TRK Inhibitors: A Tumor Agnostic Targeted Therapy - Episode 8
David S. Hong, MD: To date, the data have suggested that in some instances, actionable mutations occur in maybe 10% to 20% of cases, in which patients may actually benefit from precision medicine for actionable alterations like NTRK fusions or BRAF mutations. I think that’s just the beginning. We’re just at the beginning of this era of defining cancer other than just by histology. I anticipate, and I think many of us in the community anticipate, that in the next several years, we’re going to see more and more of that, so that actual number of patients who may benefit from precision medicine or precision immuno-oncology may actually grow.
Alexander Drilon, MD: Because the activity of TRK inhibition has been tissue agnostic—meaning we’re seeing responses in any TRK fusion—positive cancer regardless of the origin or etiology of that cancer—I think that our testing practices shouldn’t be biased toward certain disease types. Obviously, there are rarer tumors that are highly enriched in NTRK fusions like secretory breast carcinoma, congenital fibrosarcoma, and mammary analog secretory carcinoma. In those cases, we should be keen about testing patients. But I think for the other cases, we’ve hopefully come to a point where physicians have the ability to order testing across a variety of different cancers to look for these rare events. Certainly, when you find one of these TRK fusions, it can be highly meaningful for a patient when you have these therapies that can result in very brisk and durable benefit.

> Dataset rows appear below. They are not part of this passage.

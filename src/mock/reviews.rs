use axum::{
    extract::{Multipart, Path, State},
    Json,
};
use chrono::Utc;
use std::sync::Arc;
use uuid::Uuid;

use super::{ApiError, MockState};
use crate::api::reviews::ReviewList;
use crate::models::{Review, Reviewer, User};

pub async fn list_for_house(
    State(state): State<Arc<MockState>>,
    Path(house_id): Path<String>,
) -> Json<ReviewList> {
    let list = state
        .reviews
        .read()
        .iter()
        .filter(|r| r.house_id == house_id)
        .cloned()
        .collect();
    Json(ReviewList { list })
}

/// Accepts the multipart submission: `rating`, `content`, and repeated
/// `images` parts. Uploaded files are not stored; each image becomes a
/// pseudo-URL carrying its original file name.
pub async fn create(
    State(state): State<Arc<MockState>>,
    user: User,
    Path(house_id): Path<String>,
    mut multipart: Multipart,
) -> Result<Json<Review>, ApiError> {
    if !state.houses.read().iter().any(|h| h.id == house_id) {
        return Err(ApiError::not_found("House not found"));
    }

    let mut rating: Option<u8> = None;
    let mut content: Option<String> = None;
    let mut images: Vec<String> = Vec::new();

    while let Some(field) = multipart
        .next_field()
        .await
        .map_err(|e| ApiError::bad_request(format!("Malformed multipart body: {e}")))?
    {
        let name = field.name().map(str::to_string);
        match name.as_deref() {
            Some("rating") => {
                let text = field
                    .text()
                    .await
                    .map_err(|e| ApiError::bad_request(format!("Unreadable rating: {e}")))?;
                rating = text.trim().parse::<u8>().ok();
            }
            Some("content") => {
                content = Some(
                    field
                        .text()
                        .await
                        .map_err(|e| ApiError::bad_request(format!("Unreadable content: {e}")))?,
                );
            }
            Some("images") => {
                let name = field
                    .file_name()
                    .map(str::to_string)
                    .unwrap_or_else(|| format!("upload-{}", images.len() + 1));
                // Drain the bytes so the stream stays consistent.
                let _ = field
                    .bytes()
                    .await
                    .map_err(|e| ApiError::bad_request(format!("Unreadable image: {e}")))?;
                images.push(format!("upload://{name}"));
            }
            _ => {}
        }
    }

    let rating = rating
        .filter(|r| (1..=5).contains(r))
        .ok_or_else(|| ApiError::validation("Rating must be between 1 and 5"))?;
    let content = content
        .filter(|c| !c.trim().is_empty())
        .ok_or_else(|| ApiError::validation("Review content is required"))?;

    let review = Review {
        id: Uuid::new_v4().to_string(),
        user_id: user.id,
        house_id,
        rating,
        content,
        images: if images.is_empty() {
            None
        } else {
            Some(images)
        },
        created_at: Utc::now(),
        user: Reviewer {
            username: user.username,
            avatar: user.avatar.unwrap_or_default(),
        },
    };
    state.reviews.write().push(review.clone());
    Ok(Json(review))
}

David Hyman, MD: In reference to TRK fusions specifically, we really see 2 patterns in patients. There are certain rare cancer types, which are almost defined by the presence of a TRK fusion and are, therefore, found universally. Those pertain to certain types of sarcomas or their adult equivalents, tumors like infantile fibrosarcoma and other related cancers that we see in children, such as congenital nephromas. The adult equivalent of these conditions is called mammary analog secretory gland cancer, which is a salivary gland cancer, or secretory breast cancer.
These are rare cancer types that I now think are going to be universally tested for the presence of TRK fusions in patients who have advanced disease, or potentially even locally advanced disease, where these drugs might be used to actually down-stage patients and allow more minimal surgeries.
Then we have more common cancers, the names of which we all know—breast, colon, lung, pancreas, and melanoma—that harbor TRK fusions much more rarely, typically in the order of 1% to even less than 0.5%. In those cancers, it becomes a more challenging proposition to use a test to specifically and only look for TRK fusions as opposed to a broader next-generation sequencing test that could identify a much broader array of tumor-agnostic and tumor-specific biomarkers. I think that’s how we’ll capture the majority of TRK fusions in these more common cancer types, where the fusion is a rare event.
David S. Hong, MD: In general, what’s interesting is we’ve observed in the phase I, the phase II, and the pediatric population that even in the adult population, for example, patients who seem to harbor these NTRK fusions are younger. They tend to not have other alterations or driver mutations.
For example, with a patient with lung cancer who does not have BRAF, ALK, ROS, or EGFR and who’s young and not a smoker, there’s a chance that they may actually have NTRK fusions. And so those are some of the considerations that I’ve suggested to other physicians outside MD Anderson to look for in those situations. We have a patient with papillary thyroid cancer who is young and had no alterations. They did not have your typical RET or BRAF alteration, but when we got the NGS results, the patient had a clear NTRK3 fusion alteration, has benefited from larotrectinib, and has been on the study for almost 2 and a half years.